Key to the success of any rescue plan is the extent to which Carige is able to execute on its February strategy plan; assuming that plan continues intact under new owners. “Carige may have been poorly managed in the past, but it does command a good market share in its home region and, once cleaned up, could be interesting to a number of suitors,” Troiano said. “Blackrock’s interest is likely opportunistic; another Italian or even French bank could see a longer-term value in the network.”
Carige’s ‘Winning back our Future’ Strategic Plan 2019-2023 outlined key steps and a number of business initiatives.
The plan is built around strengthening the balance sheet and capital position this year, hitting break-even in 2020, and building a profitable bank from 2021 onwards – focused around wealth management and a lean, digitally-enabled ‘Commercial Bank 4.0’. On profitability, the ROE target is 5% by 2023 based on EUR 1.9bn of actual balance-sheet equity. Forecast 2023 pre-tax profits are EUR 151m on operating income of EUR 598m.
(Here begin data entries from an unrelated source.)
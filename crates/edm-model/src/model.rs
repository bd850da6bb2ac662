//! The frozen model.
//!
//! A `Model` only ever exists fully built: the builder resolves every
//! reference edge before handing it out, and no `&mut` API exists
//! afterwards, so concurrent readers need no synchronization.

use crate::binding::Binding;
use crate::element::{
    ComplexType, ContainerMember, EntityContainer, EntityType, EnumType, Operation,
    OperationTarget, SchemaElement, SchemaKind, SetTarget, Term,
};
use crate::error::EdmError;
use crate::name::{NameLookup, QualifiedName};
use crate::poison::Poison;
use crate::table::Table;
use crate::types::{PrimitiveKind, TypeRef, TypeTarget};
use std::sync::Arc;

/// The linked, possibly partially poisoned schema graph.
#[derive(Debug, Clone)]
pub struct Model {
    pub(crate) entity_types: Table<EntityType>,
    pub(crate) complex_types: Table<ComplexType>,
    pub(crate) enum_types: Table<EnumType>,
    pub(crate) terms: Table<Term>,
    pub(crate) operations: Table<Operation>,
    pub(crate) containers: Table<EntityContainer>,
    pub(crate) referenced: Vec<Arc<Model>>,
    pub(crate) lookup: NameLookup,
}

/// A schema type found by [`Model::find_schema_type`].
#[derive(Debug, Clone, Copy)]
pub enum SchemaType<'a> {
    Entity(&'a Binding<EntityType>),
    Complex(&'a Binding<ComplexType>),
    Enum(&'a Binding<EnumType>),
}

/// What a memoized [`TypeRef`] edge points at, materialized against this
/// model.
#[derive(Debug, Clone, Copy)]
pub enum ResolvedType<'a> {
    Primitive(PrimitiveKind),
    Entity(&'a Binding<EntityType>),
    Complex(&'a Binding<ComplexType>),
    Enum(&'a Binding<EnumType>),
    Poisoned(&'a Poison),
}

impl Model {
    pub fn find_entity_type(&self, name: &QualifiedName) -> Option<&Binding<EntityType>> {
        self.entity_types
            .get_with(name, self.lookup)
            .or_else(|| self.referenced.iter().find_map(|m| m.find_entity_type(name)))
    }

    pub fn find_complex_type(&self, name: &QualifiedName) -> Option<&Binding<ComplexType>> {
        self.complex_types
            .get_with(name, self.lookup)
            .or_else(|| self.referenced.iter().find_map(|m| m.find_complex_type(name)))
    }

    pub fn find_enum_type(&self, name: &QualifiedName) -> Option<&Binding<EnumType>> {
        self.enum_types
            .get_with(name, self.lookup)
            .or_else(|| self.referenced.iter().find_map(|m| m.find_enum_type(name)))
    }

    pub fn find_term(&self, name: &QualifiedName) -> Option<&Binding<Term>> {
        self.terms
            .get_with(name, self.lookup)
            .or_else(|| self.referenced.iter().find_map(|m| m.find_term(name)))
    }

    pub fn find_operation(&self, name: &QualifiedName) -> Option<&Binding<Operation>> {
        self.operations
            .get_with(name, self.lookup)
            .or_else(|| self.referenced.iter().find_map(|m| m.find_operation(name)))
    }

    /// Containers answer to both their qualified and their bare name; both
    /// spellings are first-class table entries.
    pub fn find_container(&self, name: &QualifiedName) -> Option<&Binding<EntityContainer>> {
        self.containers
            .get_with(name, self.lookup)
            .or_else(|| self.referenced.iter().find_map(|m| m.find_container(name)))
    }

    /// Entity, complex, and enum tables probed in that order.
    pub fn find_schema_type(&self, name: &QualifiedName) -> Option<SchemaType<'_>> {
        if let Some(found) = self.find_entity_type(name) {
            return Some(SchemaType::Entity(found));
        }
        if let Some(found) = self.find_complex_type(name) {
            return Some(SchemaType::Complex(found));
        }
        self.find_enum_type(name).map(SchemaType::Enum)
    }

    /// Follow a memoized edge to its target in this model. `None` only for
    /// deferred edges, which a frozen model exposes solely inside ambiguous
    /// candidates.
    pub fn resolve_type<'a>(&'a self, type_ref: &'a TypeRef) -> Option<ResolvedType<'a>> {
        match type_ref.target() {
            TypeTarget::Deferred => None,
            TypeTarget::Primitive(kind) => Some(ResolvedType::Primitive(*kind)),
            TypeTarget::Poisoned(poison) => Some(ResolvedType::Poisoned(poison)),
            TypeTarget::Declared(kind) => match kind {
                SchemaKind::EntityType => {
                    self.find_entity_type(&type_ref.name).map(ResolvedType::Entity)
                }
                SchemaKind::ComplexType => {
                    self.find_complex_type(&type_ref.name).map(ResolvedType::Complex)
                }
                SchemaKind::EnumType => self.find_enum_type(&type_ref.name).map(ResolvedType::Enum),
                _ => None,
            },
        }
    }

    pub fn entity_types(&self) -> impl Iterator<Item = &Binding<EntityType>> {
        self.entity_types.iter()
    }

    pub fn complex_types(&self) -> impl Iterator<Item = &Binding<ComplexType>> {
        self.complex_types.iter()
    }

    pub fn enum_types(&self) -> impl Iterator<Item = &Binding<EnumType>> {
        self.enum_types.iter()
    }

    pub fn terms(&self) -> impl Iterator<Item = &Binding<Term>> {
        self.terms.iter()
    }

    pub fn operations(&self) -> impl Iterator<Item = &Binding<Operation>> {
        self.operations.iter()
    }

    pub fn containers(&self) -> impl Iterator<Item = &Binding<EntityContainer>> {
        self.containers.iter()
    }

    pub fn referenced_models(&self) -> &[Arc<Model>] {
        &self.referenced
    }

    pub fn lookup_policy(&self) -> NameLookup {
        self.lookup
    }

    /// Whether the containers table holds a qualified entry sharing this
    /// bare name's local name.
    pub fn has_qualified_twin(&self, bare: &QualifiedName) -> bool {
        self.containers
            .iter()
            .any(|b| !b.name().is_bare() && b.name().name() == bare.name())
    }

    /// Every diagnostic attached to this model's own tables, in table order
    /// (entity, complex, enum, term, operation, container) and registration
    /// order within each table. Identical inputs yield identical sequences.
    pub fn errors(&self) -> Vec<&EdmError> {
        let mut out = Vec::new();
        for binding in self.entity_types.iter() {
            out.extend(binding.errors());
            if let Some(ty) = binding.as_real() {
                if let Some(base) = &ty.base {
                    out.extend(base.errors());
                }
                for property in &ty.properties {
                    out.extend(property.type_ref.errors());
                }
                for navigation in &ty.navigation {
                    out.extend(navigation.target_type.errors());
                }
            }
        }
        for binding in self.complex_types.iter() {
            out.extend(binding.errors());
            if let Some(ty) = binding.as_real() {
                if let Some(base) = &ty.base {
                    out.extend(base.errors());
                }
                for property in &ty.properties {
                    out.extend(property.type_ref.errors());
                }
            }
        }
        for binding in self.enum_types.iter() {
            out.extend(binding.errors());
        }
        for binding in self.terms.iter() {
            out.extend(binding.errors());
            if let Some(term) = binding.as_real() {
                out.extend(term.value_type.errors());
            }
        }
        for binding in self.operations.iter() {
            out.extend(binding.errors());
            if let Some(operation) = binding.as_real() {
                for parameter in &operation.parameters {
                    out.extend(parameter.type_ref.errors());
                }
                if let Some(return_type) = &operation.return_type {
                    out.extend(return_type.errors());
                }
            }
        }
        for binding in self.containers.iter() {
            out.extend(binding.errors());
            let Some(container) = binding.as_real() else {
                continue;
            };
            // A bare-name entry with a qualified twin is a second spelling of
            // the same container; its member edges would repeat the twin's.
            // A container declared bare has no twin and reports here.
            if container.name.is_bare() && self.has_qualified_twin(&container.name) {
                continue;
            }
            for member in &container.members {
                match member {
                    ContainerMember::EntitySet(set) => {
                        out.extend(set.element_type.errors());
                        for nav in &set.navigation_bindings {
                            if let SetTarget::Poisoned(poison) = nav.target() {
                                out.extend(poison.errors.iter());
                            }
                        }
                    }
                    ContainerMember::Singleton(singleton) => {
                        out.extend(singleton.element_type.errors());
                    }
                    ContainerMember::OperationImport(import) => {
                        if let OperationTarget::Poisoned(poison) = import.target() {
                            out.extend(poison.errors.iter());
                        }
                    }
                }
            }
        }
        out
    }
}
NPE disposal is key. Carige is targeting a reduction in the NPE ratio from 22% (EUR 3.5bn) at the end of 2018 to 6.3% (EUR 800m) by the end of 2019. To stabilise its funding structure, administrators have developed a 2020 exit strategy for the EUR 3bn in outstanding TLTRO II borrowings, as well as the EUR 2bn of government-guaranteed bonds maturing in January and July 2020.
The release of TLTRO collateral will be repurposed to back the issuance of covered bonds next year. From 2021, the bank said it plans to tap new funding sources, mentioning ‘international retail deposit platforms’ in this regard. The run-off of the final EUR 500m of TLTRO II money as well as covered bond maturities are on the 2021 refi list.